[Saved data entries]

# # # # #

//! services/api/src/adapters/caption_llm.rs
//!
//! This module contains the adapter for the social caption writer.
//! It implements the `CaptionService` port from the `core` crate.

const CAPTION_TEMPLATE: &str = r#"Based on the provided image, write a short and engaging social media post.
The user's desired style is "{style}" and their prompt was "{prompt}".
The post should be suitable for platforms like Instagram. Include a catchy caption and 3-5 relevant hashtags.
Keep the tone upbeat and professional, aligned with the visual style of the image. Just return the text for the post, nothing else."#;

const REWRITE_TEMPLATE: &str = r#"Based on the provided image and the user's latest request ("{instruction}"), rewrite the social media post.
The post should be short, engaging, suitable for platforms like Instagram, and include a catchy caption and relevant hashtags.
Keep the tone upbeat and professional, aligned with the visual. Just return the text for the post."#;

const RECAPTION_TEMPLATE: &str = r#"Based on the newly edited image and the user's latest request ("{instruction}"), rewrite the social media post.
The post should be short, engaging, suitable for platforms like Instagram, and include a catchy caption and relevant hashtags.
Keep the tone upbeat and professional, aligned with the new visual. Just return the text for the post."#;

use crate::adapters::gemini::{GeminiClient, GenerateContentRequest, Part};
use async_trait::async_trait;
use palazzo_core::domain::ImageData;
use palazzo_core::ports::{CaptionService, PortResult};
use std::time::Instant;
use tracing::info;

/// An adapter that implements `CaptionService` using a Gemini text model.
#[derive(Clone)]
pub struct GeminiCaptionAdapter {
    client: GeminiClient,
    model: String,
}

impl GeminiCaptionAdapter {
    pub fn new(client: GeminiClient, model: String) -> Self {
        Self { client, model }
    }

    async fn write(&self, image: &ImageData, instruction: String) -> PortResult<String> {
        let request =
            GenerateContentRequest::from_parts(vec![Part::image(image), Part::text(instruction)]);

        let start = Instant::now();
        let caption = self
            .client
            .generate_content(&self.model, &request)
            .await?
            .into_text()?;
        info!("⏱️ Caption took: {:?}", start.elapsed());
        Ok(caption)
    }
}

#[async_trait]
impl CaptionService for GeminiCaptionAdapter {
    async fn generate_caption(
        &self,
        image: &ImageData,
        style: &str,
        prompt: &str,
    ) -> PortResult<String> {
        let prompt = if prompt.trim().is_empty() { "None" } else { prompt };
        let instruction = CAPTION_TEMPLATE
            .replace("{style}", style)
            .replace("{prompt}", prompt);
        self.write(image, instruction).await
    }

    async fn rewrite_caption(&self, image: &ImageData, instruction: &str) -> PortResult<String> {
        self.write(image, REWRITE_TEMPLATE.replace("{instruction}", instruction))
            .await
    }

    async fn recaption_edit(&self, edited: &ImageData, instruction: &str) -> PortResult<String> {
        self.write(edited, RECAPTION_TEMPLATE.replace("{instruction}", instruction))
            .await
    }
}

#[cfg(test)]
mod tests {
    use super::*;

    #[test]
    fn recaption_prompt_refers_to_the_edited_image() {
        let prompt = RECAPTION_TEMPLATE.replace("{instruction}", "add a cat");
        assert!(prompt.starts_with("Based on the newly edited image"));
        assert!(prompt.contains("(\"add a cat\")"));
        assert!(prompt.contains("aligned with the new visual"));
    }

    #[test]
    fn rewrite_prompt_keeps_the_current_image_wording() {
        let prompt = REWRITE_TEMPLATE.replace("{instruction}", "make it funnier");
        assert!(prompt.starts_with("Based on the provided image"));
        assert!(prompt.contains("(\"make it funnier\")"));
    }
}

# # # # #

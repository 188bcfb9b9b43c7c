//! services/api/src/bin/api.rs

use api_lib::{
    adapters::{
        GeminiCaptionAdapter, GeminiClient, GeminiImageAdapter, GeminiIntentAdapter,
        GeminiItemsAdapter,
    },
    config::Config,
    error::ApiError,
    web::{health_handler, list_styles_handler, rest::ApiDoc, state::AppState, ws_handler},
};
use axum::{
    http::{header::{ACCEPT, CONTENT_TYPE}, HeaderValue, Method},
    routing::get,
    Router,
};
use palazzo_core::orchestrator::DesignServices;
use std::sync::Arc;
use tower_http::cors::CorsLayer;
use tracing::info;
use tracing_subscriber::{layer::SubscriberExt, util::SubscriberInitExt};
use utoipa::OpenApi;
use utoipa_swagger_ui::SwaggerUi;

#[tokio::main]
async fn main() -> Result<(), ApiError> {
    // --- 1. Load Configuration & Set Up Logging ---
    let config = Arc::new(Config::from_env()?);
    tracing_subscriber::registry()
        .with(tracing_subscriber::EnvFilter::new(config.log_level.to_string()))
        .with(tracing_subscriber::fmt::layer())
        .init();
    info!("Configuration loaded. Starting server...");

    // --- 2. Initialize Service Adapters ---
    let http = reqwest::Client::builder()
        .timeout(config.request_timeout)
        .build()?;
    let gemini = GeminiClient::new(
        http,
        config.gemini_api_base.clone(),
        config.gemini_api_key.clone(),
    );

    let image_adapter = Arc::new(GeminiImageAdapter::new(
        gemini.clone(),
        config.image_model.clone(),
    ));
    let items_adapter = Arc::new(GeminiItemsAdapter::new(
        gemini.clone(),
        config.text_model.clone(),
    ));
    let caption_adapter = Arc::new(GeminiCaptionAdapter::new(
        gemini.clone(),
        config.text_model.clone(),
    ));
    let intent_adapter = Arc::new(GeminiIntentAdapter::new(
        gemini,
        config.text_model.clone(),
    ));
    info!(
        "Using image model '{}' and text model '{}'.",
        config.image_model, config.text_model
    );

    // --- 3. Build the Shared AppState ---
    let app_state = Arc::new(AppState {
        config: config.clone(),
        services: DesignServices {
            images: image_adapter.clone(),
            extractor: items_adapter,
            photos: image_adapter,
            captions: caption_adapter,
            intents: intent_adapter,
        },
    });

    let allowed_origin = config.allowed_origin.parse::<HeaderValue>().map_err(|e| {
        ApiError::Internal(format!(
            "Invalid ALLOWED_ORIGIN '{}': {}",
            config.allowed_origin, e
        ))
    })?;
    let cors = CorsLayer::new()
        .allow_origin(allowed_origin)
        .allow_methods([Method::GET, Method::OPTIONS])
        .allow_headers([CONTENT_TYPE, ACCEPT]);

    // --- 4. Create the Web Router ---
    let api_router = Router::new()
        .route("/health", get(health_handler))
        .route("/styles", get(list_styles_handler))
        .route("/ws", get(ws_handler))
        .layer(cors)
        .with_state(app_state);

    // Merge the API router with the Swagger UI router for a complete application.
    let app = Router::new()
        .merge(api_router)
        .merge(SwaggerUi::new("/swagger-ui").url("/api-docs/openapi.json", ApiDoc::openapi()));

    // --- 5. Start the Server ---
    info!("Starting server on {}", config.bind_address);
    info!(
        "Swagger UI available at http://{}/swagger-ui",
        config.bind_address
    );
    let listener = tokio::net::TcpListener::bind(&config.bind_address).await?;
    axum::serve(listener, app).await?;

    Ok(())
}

# # # # #

* **What you need to do**
Where the word "HeaderValue" occurs in a line of the records, copy that line.

* **Result of this exercise**
    http::{header::{ACCEPT, CONTENT_TYPE}, HeaderValue, Method},
    let allowed_origin = config.allowed_origin.parse::<HeaderValue>().map_err(|e| {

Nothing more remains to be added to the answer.